##### Study material #####

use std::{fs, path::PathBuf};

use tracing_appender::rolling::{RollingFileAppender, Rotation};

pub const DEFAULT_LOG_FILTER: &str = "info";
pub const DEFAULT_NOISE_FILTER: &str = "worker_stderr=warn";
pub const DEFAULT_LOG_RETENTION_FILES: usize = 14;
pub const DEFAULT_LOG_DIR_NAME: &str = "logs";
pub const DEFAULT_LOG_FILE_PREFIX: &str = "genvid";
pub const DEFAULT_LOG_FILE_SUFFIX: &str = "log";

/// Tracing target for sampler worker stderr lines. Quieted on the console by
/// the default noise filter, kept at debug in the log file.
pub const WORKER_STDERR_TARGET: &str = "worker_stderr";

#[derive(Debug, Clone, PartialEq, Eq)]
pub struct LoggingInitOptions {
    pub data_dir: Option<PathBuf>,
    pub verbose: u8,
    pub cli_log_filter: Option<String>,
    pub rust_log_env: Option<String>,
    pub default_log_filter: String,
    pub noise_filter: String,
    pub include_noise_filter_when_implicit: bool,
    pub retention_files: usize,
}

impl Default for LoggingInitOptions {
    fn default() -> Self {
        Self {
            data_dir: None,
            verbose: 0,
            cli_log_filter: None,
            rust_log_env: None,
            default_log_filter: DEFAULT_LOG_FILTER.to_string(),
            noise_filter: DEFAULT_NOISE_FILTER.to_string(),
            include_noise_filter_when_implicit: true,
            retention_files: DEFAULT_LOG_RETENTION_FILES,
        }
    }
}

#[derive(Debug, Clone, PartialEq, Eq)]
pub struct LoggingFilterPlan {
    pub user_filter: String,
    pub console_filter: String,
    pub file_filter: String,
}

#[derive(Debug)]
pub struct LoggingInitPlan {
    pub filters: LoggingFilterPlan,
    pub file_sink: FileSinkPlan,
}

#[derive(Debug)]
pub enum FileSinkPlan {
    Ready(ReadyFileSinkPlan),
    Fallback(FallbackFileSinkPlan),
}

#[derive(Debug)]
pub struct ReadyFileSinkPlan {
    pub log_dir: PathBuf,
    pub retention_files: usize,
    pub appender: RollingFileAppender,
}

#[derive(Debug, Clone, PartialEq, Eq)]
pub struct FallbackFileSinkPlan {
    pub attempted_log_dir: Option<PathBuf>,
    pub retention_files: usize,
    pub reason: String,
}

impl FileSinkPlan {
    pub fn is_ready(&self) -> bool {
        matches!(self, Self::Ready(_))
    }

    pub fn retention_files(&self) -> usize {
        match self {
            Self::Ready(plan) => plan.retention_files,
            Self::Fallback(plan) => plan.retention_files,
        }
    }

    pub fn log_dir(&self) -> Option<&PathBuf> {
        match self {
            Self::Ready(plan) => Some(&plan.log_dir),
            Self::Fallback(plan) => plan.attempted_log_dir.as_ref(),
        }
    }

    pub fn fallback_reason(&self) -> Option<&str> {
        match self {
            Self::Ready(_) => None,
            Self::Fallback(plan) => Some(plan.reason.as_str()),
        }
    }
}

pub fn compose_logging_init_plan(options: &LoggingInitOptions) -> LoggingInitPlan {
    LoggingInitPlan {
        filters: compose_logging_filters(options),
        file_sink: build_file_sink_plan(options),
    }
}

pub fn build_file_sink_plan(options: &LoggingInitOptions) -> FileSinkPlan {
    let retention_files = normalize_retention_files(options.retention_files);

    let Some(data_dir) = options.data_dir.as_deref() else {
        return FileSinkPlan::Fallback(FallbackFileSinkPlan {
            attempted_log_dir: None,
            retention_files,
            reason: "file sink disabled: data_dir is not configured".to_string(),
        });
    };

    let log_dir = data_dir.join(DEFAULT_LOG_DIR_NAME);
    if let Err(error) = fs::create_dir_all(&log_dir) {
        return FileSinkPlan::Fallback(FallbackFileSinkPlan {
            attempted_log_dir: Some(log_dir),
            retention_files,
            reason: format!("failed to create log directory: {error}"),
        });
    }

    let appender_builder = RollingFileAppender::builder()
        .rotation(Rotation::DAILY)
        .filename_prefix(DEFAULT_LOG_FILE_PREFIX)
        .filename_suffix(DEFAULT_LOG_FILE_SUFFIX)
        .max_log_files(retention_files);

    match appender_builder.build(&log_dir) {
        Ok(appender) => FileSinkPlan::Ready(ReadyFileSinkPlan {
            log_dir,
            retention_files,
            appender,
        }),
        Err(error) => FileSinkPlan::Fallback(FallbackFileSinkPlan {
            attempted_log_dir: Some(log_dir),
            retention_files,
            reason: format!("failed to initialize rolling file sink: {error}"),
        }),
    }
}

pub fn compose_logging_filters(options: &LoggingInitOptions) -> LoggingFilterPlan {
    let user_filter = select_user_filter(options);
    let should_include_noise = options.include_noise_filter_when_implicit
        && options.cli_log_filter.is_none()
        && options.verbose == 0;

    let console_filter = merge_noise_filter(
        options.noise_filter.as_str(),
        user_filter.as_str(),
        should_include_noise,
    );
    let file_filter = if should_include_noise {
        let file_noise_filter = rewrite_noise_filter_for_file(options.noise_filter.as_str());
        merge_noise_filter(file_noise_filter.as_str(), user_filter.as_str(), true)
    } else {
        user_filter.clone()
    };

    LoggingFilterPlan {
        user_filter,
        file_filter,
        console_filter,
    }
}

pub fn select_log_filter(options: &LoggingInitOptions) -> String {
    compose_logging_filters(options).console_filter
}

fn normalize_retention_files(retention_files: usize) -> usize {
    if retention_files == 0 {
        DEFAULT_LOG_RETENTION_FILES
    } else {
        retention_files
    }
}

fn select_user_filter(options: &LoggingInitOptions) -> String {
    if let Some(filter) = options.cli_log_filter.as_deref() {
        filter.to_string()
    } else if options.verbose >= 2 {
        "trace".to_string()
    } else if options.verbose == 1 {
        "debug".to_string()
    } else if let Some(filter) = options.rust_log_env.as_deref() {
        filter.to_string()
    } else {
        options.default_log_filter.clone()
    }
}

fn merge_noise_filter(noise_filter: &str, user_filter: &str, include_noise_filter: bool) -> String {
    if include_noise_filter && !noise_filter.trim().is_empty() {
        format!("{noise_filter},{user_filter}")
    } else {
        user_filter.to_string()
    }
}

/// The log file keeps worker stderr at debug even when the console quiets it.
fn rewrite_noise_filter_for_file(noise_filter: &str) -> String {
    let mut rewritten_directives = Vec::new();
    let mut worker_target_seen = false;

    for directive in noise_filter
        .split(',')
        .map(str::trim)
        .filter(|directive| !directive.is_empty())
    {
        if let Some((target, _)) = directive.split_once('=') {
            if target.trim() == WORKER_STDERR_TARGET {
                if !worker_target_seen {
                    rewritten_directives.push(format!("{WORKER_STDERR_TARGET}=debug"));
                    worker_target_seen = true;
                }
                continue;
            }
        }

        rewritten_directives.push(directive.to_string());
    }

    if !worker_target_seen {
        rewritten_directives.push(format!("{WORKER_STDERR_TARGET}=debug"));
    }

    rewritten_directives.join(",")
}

#####
##### Study material #####

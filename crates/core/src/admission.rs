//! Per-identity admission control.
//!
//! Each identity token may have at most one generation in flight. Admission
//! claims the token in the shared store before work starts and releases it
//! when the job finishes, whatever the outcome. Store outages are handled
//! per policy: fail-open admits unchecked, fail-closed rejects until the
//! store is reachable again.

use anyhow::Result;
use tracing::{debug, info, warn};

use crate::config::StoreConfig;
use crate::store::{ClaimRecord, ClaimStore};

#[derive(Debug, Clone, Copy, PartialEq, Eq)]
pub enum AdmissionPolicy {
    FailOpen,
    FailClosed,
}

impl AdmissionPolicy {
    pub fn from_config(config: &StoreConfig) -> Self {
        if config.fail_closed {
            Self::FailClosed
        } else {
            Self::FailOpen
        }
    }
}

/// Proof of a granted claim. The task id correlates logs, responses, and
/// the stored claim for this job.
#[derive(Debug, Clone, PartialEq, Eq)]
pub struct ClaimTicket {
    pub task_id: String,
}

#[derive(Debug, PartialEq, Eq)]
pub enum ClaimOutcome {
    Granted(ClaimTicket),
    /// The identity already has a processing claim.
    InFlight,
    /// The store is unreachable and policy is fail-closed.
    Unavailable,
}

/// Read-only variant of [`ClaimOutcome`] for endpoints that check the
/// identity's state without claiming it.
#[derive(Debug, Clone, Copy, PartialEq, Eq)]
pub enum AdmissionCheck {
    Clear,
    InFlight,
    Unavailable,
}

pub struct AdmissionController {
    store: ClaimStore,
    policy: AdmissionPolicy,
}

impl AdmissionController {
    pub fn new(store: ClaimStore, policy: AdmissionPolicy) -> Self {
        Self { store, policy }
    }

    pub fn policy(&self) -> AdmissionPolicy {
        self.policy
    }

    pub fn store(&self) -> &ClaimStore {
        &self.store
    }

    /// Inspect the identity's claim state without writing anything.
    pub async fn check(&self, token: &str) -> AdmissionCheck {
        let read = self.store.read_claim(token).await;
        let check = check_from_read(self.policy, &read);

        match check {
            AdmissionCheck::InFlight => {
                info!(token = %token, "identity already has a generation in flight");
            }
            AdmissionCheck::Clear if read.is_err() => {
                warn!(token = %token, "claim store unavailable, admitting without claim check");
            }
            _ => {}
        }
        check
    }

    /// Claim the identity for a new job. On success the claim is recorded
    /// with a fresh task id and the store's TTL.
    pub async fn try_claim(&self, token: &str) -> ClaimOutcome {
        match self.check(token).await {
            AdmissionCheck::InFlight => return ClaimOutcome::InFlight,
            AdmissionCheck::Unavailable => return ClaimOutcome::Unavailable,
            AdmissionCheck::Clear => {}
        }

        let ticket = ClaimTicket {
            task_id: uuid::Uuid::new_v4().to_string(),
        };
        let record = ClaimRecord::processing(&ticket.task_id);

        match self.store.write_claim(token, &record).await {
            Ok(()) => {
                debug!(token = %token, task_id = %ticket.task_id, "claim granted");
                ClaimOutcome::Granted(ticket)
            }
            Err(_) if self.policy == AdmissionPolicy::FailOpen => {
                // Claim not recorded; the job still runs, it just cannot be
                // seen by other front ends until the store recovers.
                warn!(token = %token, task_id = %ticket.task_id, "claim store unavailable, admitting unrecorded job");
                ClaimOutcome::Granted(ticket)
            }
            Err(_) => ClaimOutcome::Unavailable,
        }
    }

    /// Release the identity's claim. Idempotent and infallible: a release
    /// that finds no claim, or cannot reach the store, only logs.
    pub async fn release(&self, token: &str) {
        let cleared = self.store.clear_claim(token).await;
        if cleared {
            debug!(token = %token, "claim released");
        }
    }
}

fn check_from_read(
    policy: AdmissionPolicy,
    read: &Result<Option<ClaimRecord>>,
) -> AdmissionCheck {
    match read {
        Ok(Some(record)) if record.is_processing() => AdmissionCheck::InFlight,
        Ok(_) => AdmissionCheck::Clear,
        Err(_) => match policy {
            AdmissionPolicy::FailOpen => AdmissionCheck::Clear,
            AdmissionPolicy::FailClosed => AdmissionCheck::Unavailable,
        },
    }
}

#####

**About this task**
What is needed is an exact copy of the lines above, from the one containing "fn select_user_filter(options: &LoggingInitOptions)" through the one containing "fn rewrite_noise_filter_for_file(noise_filter: &str)", with nothing added.

**Result of this exercise**
fn select_user_filter(options: &LoggingInitOptions) -> String {
    if let Some(filter) = options.cli_log_filter.as_deref() {
        filter.to_string()
    } else if options.verbose >= 2 {
        "trace".to_string()
    } else if options.verbose == 1 {
        "debug".to_string()
    } else if let Some(filter) = options.rust_log_env.as_deref() {
        filter.to_string()
    } else {
        options.default_log_filter.clone()
    }
}

fn merge_noise_filter(noise_filter: &str, user_filter: &str, include_noise_filter: bool) -> String {
    if include_noise_filter && !noise_filter.trim().is_empty() {
        format!("{noise_filter},{user_filter}")
    } else {
        user_filter.to_string()
    }
}

/// The log file keeps worker stderr at debug even when the console quiets it.
fn rewrite_noise_filter_for_file(noise_filter: &str) -> String {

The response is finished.